__DESCRIPTION OF THE TASK__.
Starting with the first line and ending with the last, transcribe the data exactly.

__SOURCE DATA__.
########

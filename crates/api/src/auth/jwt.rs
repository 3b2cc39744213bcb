//! Access-token issuing and validation.
//!
//! Access tokens are HS256-signed JWTs whose subject is the user's email.
//! Refresh tokens are opaque and live in [`crate::auth::refresh`]; they are
//! keyed with a separate secret so a leak of one key compromises only one
//! token class.

use chrono::Utc;
use jsonwebtoken::errors::ErrorKind;
use jsonwebtoken::{decode, encode, Algorithm, DecodingKey, EncodingKey, Header, Validation};
use serde::{Deserialize, Serialize};
use uuid::Uuid;

/// Value of the `typ` claim carried by access tokens.
pub const ACCESS_TOKEN_TYPE: &str = "access";

/// JWT claims embedded in every access token.
#[derive(Debug, Serialize, Deserialize, Clone)]
pub struct Claims {
    /// Subject -- the user's email.
    pub sub: String,
    /// Token class; always [`ACCESS_TOKEN_TYPE`] for tokens issued here.
    pub typ: String,
    /// Expiration time (UTC Unix timestamp).
    pub exp: i64,
    /// Issued-at time (UTC Unix timestamp).
    pub iat: i64,
    /// Unique token identifier (UUID v4).
    pub jti: String,
}

/// Reasons a presented token is rejected.
#[derive(Debug, Clone, Copy, PartialEq, Eq, thiserror::Error)]
pub enum TokenError {
    #[error("Token has expired")]
    Expired,

    #[error("Token is malformed or has an invalid signature")]
    Malformed,

    #[error("Token algorithm or type is not supported")]
    Unsupported,
}

/// Configuration for access and refresh tokens.
#[derive(Debug, Clone)]
pub struct JwtConfig {
    /// HMAC secret used to sign and verify access tokens.
    pub access_secret: String,
    /// HMAC secret used to digest refresh tokens before storage.
    pub refresh_secret: String,
    /// Access token lifetime in minutes (default: 15).
    pub access_token_expiry_mins: i64,
    /// Refresh token lifetime in days (default: 7).
    pub refresh_token_expiry_days: i64,
}

const DEFAULT_ACCESS_EXPIRY_MINS: i64 = 15;
const DEFAULT_REFRESH_EXPIRY_DAYS: i64 = 7;

impl JwtConfig {
    /// Load token configuration from environment variables.
    ///
    /// | Env Var                    | Required | Default |
    /// |----------------------------|----------|---------|
    /// | `JWT_ACCESS_SECRET`        | **yes**  | --      |
    /// | `JWT_REFRESH_SECRET`       | **yes**  | --      |
    /// | `JWT_ACCESS_EXPIRY_MINS`   | no       | `15`    |
    /// | `JWT_REFRESH_EXPIRY_DAYS`  | no       | `7`     |
    ///
    /// # Panics
    ///
    /// Panics if either secret is missing or empty, or if both secrets are equal.
    pub fn from_env() -> Self {
        let access_secret = std::env::var("JWT_ACCESS_SECRET")
            .expect("JWT_ACCESS_SECRET must be set in the environment");
        let refresh_secret = std::env::var("JWT_REFRESH_SECRET")
            .expect("JWT_REFRESH_SECRET must be set in the environment");
        assert!(!access_secret.is_empty(), "JWT_ACCESS_SECRET must not be empty");
        assert!(!refresh_secret.is_empty(), "JWT_REFRESH_SECRET must not be empty");
        assert_ne!(
            access_secret, refresh_secret,
            "JWT_ACCESS_SECRET and JWT_REFRESH_SECRET must differ"
        );

        let access_token_expiry_mins: i64 = std::env::var("JWT_ACCESS_EXPIRY_MINS")
            .unwrap_or_else(|_| DEFAULT_ACCESS_EXPIRY_MINS.to_string())
            .parse()
            .expect("JWT_ACCESS_EXPIRY_MINS must be a valid i64");

        let refresh_token_expiry_days: i64 = std::env::var("JWT_REFRESH_EXPIRY_DAYS")
            .unwrap_or_else(|_| DEFAULT_REFRESH_EXPIRY_DAYS.to_string())
            .parse()
            .expect("JWT_REFRESH_EXPIRY_DAYS must be a valid i64");

        Self {
            access_secret,
            refresh_secret,
            access_token_expiry_mins,
            refresh_token_expiry_days,
        }
    }

    /// Access token lifetime in seconds, as reported to clients.
    pub fn access_expires_in_secs(&self) -> i64 {
        self.access_token_expiry_mins * 60
    }

    /// Refresh token lifetime in seconds, as reported to clients.
    pub fn refresh_expires_in_secs(&self) -> i64 {
        self.refresh_token_expiry_days * 24 * 60 * 60
    }
}

/// Issue an access token for the user with the given email.
pub fn issue_access_token(
    subject_email: &str,
    config: &JwtConfig,
) -> Result<String, jsonwebtoken::errors::Error> {
    let now = Utc::now().timestamp();
    let claims = Claims {
        sub: subject_email.to_string(),
        typ: ACCESS_TOKEN_TYPE.to_string(),
        exp: now + config.access_expires_in_secs(),
        iat: now,
        jti: Uuid::new_v4().to_string(),
    };

    encode(
        &Header::new(Algorithm::HS256),
        &claims,
        &EncodingKey::from_secret(config.access_secret.as_bytes()),
    )
}

/// Validate an access token and return its claims.
///
/// Expiry is checked without leeway.
pub fn validate_token(token: &str, config: &JwtConfig) -> Result<Claims, TokenError> {
    let mut validation = Validation::new(Algorithm::HS256);
    validation.leeway = 0;

    let data = decode::<Claims>(
        token,
        &DecodingKey::from_secret(config.access_secret.as_bytes()),
        &validation,
    )
    .map_err(|e| match e.kind() {
        ErrorKind::ExpiredSignature => TokenError::Expired,
        ErrorKind::InvalidAlgorithm | ErrorKind::InvalidAlgorithmName => TokenError::Unsupported,
        _ => TokenError::Malformed,
    })?;

    if data.claims.typ != ACCESS_TOKEN_TYPE {
        return Err(TokenError::Unsupported);
    }
    Ok(data.claims)
}

/// True iff the token validates and its subject is `expected_subject`.
pub fn is_token_valid(token: &str, expected_subject: &str, config: &JwtConfig) -> bool {
    validate_token(token, config).is_ok_and(|claims| claims.sub == expected_subject)
}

########

__SOLUTION FOR THIS TASK__.
filename crates/api/src/auth/jwt.rs
repository 3b2cc39744213bcb
//! Access-token issuing and validation.
//!
//! Access tokens are HS256-signed JWTs whose subject is the user's email.
//! Refresh tokens are opaque and live in [`crate::auth::refresh`]; they are
//! keyed with a separate secret so a leak of one key compromises only one
//! token class.

use chrono::Utc;
use jsonwebtoken::errors::ErrorKind;
use jsonwebtoken::{decode, encode, Algorithm, DecodingKey, EncodingKey, Header, Validation};
use serde::{Deserialize, Serialize};
use uuid::Uuid;

/// Value of the `typ` claim carried by access tokens.
pub const ACCESS_TOKEN_TYPE: &str = "access";

/// JWT claims embedded in every access token.
#[derive(Debug, Serialize, Deserialize, Clone)]
pub struct Claims {
    /// Subject -- the user's email.
    pub sub: String,
    /// Token class; always [`ACCESS_TOKEN_TYPE`] for tokens issued here.
    pub typ: String,
    /// Expiration time (UTC Unix timestamp).
    pub exp: i64,
    /// Issued-at time (UTC Unix timestamp).
    pub iat: i64,
    /// Unique token identifier (UUID v4).
    pub jti: String,
}

/// Reasons a presented token is rejected.
#[derive(Debug, Clone, Copy, PartialEq, Eq, thiserror::Error)]
pub enum TokenError {
    #[error("Token has expired")]
    Expired,

    #[error("Token is malformed or has an invalid signature")]
    Malformed,

    #[error("Token algorithm or type is not supported")]
    Unsupported,
}

/// Configuration for access and refresh tokens.
#[derive(Debug, Clone)]
pub struct JwtConfig {
    /// HMAC secret used to sign and verify access tokens.
    pub access_secret: String,
    /// HMAC secret used to digest refresh tokens before storage.
    pub refresh_secret: String,
    /// Access token lifetime in minutes (default: 15).
    pub access_token_expiry_mins: i64,
    /// Refresh token lifetime in days (default: 7).
    pub refresh_token_expiry_days: i64,
}

const DEFAULT_ACCESS_EXPIRY_MINS: i64 = 15;
const DEFAULT_REFRESH_EXPIRY_DAYS: i64 = 7;

impl JwtConfig {
    /// Load token configuration from environment variables.
    ///
    /// | Env Var                    | Required | Default |
    /// |----------------------------|----------|---------|
    /// | `JWT_ACCESS_SECRET`        | **yes**  | --      |
    /// | `JWT_REFRESH_SECRET`       | **yes**  | --      |
    /// | `JWT_ACCESS_EXPIRY_MINS`   | no       | `15`    |
    /// | `JWT_REFRESH_EXPIRY_DAYS`  | no       | `7`     |
    ///
    /// # Panics
    ///
    /// Panics if either secret is missing or empty, or if both secrets are equal.
    pub fn from_env() -> Self {
        let access_secret = std::env::var("JWT_ACCESS_SECRET")
            .expect("JWT_ACCESS_SECRET must be set in the environment");
        let refresh_secret = std::env::var("JWT_REFRESH_SECRET")
            .expect("JWT_REFRESH_SECRET must be set in the environment");
        assert!(!access_secret.is_empty(), "JWT_ACCESS_SECRET must not be empty");
        assert!(!refresh_secret.is_empty(), "JWT_REFRESH_SECRET must not be empty");
        assert_ne!(
            access_secret, refresh_secret,
            "JWT_ACCESS_SECRET and JWT_REFRESH_SECRET must differ"
        );

        let access_token_expiry_mins: i64 = std::env::var("JWT_ACCESS_EXPIRY_MINS")
            .unwrap_or_else(|_| DEFAULT_ACCESS_EXPIRY_MINS.to_string())
            .parse()
            .expect("JWT_ACCESS_EXPIRY_MINS must be a valid i64");

        let refresh_token_expiry_days: i64 = std::env::var("JWT_REFRESH_EXPIRY_DAYS")
            .unwrap_or_else(|_| DEFAULT_REFRESH_EXPIRY_DAYS.to_string())
            .parse()
            .expect("JWT_REFRESH_EXPIRY_DAYS must be a valid i64");

        Self {
            access_secret,
            refresh_secret,
            access_token_expiry_mins,
            refresh_token_expiry_days,
        }
    }

    /// Access token lifetime in seconds, as reported to clients.
    pub fn access_expires_in_secs(&self) -> i64 {
        self.access_token_expiry_mins * 60
    }

    /// Refresh token lifetime in seconds, as reported to clients.
    pub fn refresh_expires_in_secs(&self) -> i64 {
        self.refresh_token_expiry_days * 24 * 60 * 60
    }
}

/// Issue an access token for the user with the given email.
pub fn issue_access_token(
    subject_email: &str,
    config: &JwtConfig,
) -> Result<String, jsonwebtoken::errors::Error> {
    let now = Utc::now().timestamp();
    let claims = Claims {
        sub: subject_email.to_string(),
        typ: ACCESS_TOKEN_TYPE.to_string(),
        exp: now + config.access_expires_in_secs(),
        iat: now,
        jti: Uuid::new_v4().to_string(),
    };

    encode(
        &Header::new(Algorithm::HS256),
        &claims,
        &EncodingKey::from_secret(config.access_secret.as_bytes()),
    )
}

/// Validate an access token and return its claims.
///
/// Expiry is checked without leeway.
pub fn validate_token(token: &str, config: &JwtConfig) -> Result<Claims, TokenError> {
    let mut validation = Validation::new(Algorithm::HS256);
    validation.leeway = 0;

    let data = decode::<Claims>(
        token,
        &DecodingKey::from_secret(config.access_secret.as_bytes()),
        &validation,
    )
    .map_err(|e| match e.kind() {
        ErrorKind::ExpiredSignature => TokenError::Expired,
        ErrorKind::InvalidAlgorithm | ErrorKind::InvalidAlgorithmName => TokenError::Unsupported,
        _ => TokenError::Malformed,
    })?;

    if data.claims.typ != ACCESS_TOKEN_TYPE {
        return Err(TokenError::Unsupported);
    }
    Ok(data.claims)
}

/// True iff the token validates and its subject is `expected_subject`.
pub fn is_token_valid(token: &str, expected_subject: &str, config: &JwtConfig) -> bool {
    validate_token(token, config).is_ok_and(|claims| claims.sub == expected_subject)
}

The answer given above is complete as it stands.